ABOUT THIS TASK:
From the line below that contains "tracing::info!(path = %path.display(), dates" to the line that contains "the next save.", repeat every line exactly, both ends included, and nothing else.

DATA SUPPLIED:
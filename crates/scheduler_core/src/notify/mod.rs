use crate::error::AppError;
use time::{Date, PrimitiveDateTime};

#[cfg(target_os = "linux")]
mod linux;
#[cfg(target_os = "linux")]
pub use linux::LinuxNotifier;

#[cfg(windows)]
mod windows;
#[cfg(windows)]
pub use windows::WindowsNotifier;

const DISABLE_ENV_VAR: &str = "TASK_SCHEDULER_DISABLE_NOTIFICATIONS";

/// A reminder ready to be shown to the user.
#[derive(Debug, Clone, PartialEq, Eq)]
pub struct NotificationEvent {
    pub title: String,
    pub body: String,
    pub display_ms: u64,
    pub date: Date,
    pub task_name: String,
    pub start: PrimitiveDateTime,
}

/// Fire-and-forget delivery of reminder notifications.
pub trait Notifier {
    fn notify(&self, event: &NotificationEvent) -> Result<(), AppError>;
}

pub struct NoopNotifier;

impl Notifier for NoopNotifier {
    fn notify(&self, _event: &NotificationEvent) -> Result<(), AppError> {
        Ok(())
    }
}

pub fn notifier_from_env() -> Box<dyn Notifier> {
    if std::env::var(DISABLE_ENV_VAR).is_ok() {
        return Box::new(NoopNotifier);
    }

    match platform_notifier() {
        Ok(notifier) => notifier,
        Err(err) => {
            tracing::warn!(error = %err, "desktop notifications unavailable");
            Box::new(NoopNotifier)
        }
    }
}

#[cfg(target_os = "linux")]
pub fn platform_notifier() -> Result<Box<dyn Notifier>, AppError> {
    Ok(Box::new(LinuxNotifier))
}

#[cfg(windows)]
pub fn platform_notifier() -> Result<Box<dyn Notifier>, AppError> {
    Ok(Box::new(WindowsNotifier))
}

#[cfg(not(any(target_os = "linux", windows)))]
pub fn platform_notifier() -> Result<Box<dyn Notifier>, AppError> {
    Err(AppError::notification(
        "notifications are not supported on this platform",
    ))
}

--

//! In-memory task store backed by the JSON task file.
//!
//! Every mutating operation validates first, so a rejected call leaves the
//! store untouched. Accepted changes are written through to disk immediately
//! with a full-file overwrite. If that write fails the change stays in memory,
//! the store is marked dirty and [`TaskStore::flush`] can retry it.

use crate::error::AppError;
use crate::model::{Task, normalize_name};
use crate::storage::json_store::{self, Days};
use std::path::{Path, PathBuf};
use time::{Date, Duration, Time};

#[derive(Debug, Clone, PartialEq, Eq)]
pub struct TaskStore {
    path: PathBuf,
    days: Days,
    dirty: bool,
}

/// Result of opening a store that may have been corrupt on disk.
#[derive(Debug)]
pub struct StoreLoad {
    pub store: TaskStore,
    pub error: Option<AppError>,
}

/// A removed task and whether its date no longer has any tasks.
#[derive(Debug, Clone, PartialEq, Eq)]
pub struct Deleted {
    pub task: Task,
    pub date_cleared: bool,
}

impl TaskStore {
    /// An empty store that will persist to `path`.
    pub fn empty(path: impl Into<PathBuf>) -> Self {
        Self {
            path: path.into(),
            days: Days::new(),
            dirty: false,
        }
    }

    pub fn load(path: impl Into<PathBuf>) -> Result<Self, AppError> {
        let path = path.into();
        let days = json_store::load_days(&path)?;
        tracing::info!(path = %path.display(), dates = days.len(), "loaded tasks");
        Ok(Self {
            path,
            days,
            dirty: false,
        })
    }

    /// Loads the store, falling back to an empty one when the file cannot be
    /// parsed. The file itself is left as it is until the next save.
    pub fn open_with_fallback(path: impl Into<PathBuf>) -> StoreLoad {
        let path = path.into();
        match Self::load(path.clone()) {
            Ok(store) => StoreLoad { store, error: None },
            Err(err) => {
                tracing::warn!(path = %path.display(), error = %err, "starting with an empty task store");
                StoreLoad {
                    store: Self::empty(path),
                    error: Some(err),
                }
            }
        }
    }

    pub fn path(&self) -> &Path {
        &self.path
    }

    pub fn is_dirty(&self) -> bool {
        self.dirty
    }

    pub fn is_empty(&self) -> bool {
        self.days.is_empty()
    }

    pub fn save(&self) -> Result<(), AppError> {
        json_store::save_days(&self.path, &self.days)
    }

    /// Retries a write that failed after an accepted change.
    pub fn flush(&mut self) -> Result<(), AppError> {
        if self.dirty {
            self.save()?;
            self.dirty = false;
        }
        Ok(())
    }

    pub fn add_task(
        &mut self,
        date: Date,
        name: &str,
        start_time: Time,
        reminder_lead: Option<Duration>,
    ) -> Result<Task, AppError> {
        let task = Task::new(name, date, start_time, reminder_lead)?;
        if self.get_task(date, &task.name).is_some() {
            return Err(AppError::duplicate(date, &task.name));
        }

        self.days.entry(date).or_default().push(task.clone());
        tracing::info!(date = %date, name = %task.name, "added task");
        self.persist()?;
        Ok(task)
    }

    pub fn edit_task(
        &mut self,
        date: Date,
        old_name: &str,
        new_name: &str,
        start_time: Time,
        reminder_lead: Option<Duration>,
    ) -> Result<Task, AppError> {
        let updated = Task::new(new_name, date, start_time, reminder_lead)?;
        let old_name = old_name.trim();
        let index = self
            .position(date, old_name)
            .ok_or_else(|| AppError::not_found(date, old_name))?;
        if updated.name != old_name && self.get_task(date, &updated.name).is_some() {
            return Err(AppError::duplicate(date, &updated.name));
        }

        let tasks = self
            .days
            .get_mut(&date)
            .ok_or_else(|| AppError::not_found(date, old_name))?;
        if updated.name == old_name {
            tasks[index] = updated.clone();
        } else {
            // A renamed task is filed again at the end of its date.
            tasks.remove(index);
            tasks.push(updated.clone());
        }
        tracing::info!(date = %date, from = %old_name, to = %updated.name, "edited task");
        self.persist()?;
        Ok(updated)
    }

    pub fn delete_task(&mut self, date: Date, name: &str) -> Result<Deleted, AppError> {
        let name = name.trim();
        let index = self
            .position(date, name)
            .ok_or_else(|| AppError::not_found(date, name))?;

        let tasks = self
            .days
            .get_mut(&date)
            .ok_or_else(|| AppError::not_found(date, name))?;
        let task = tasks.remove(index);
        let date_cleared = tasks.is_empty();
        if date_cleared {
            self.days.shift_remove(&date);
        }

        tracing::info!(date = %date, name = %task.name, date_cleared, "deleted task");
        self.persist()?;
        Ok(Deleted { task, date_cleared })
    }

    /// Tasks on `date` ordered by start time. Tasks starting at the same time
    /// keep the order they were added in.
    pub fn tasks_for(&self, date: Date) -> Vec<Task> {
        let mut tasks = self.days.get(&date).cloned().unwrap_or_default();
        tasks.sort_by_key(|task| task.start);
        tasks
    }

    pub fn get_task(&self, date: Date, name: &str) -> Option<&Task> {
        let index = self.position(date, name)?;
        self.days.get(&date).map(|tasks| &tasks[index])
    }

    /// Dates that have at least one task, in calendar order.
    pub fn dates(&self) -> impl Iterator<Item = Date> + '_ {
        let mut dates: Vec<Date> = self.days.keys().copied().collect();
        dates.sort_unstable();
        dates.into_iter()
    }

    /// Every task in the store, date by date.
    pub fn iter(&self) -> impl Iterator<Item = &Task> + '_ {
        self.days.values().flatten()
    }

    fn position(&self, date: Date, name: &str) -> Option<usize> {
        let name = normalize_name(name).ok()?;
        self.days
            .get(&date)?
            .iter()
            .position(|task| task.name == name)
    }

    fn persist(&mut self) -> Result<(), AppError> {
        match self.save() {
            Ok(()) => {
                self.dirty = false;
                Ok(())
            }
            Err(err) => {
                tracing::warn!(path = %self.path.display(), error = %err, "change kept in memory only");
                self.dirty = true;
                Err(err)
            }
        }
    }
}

---

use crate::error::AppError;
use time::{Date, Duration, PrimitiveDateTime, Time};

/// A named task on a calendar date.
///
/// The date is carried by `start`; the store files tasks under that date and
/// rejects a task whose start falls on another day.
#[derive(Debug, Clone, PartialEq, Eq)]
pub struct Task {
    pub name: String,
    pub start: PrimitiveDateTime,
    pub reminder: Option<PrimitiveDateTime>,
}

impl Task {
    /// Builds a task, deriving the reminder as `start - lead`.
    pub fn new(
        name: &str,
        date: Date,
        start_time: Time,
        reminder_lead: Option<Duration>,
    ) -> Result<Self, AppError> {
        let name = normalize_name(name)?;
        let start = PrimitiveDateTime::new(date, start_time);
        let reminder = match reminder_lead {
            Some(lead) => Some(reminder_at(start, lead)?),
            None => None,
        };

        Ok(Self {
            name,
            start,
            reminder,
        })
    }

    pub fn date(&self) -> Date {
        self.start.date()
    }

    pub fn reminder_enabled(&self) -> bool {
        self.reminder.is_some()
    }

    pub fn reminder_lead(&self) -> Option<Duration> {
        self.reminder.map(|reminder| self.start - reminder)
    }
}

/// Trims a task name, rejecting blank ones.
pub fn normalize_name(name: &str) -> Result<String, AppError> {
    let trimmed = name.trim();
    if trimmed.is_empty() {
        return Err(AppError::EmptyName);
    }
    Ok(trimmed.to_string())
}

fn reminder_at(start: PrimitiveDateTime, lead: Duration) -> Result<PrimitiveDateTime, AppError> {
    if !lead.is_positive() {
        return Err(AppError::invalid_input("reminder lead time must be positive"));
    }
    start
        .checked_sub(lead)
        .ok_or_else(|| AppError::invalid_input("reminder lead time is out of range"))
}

SOLUTION FOR THIS TASK:
        tracing::info!(path = %path.display(), dates = days.len(), "loaded tasks");
        Ok(Self {
            path,
            days,
            dirty: false,
        })
    }

    /// Loads the store, falling back to an empty one when the file cannot be
    /// parsed. The file itself is left as it is until the next save.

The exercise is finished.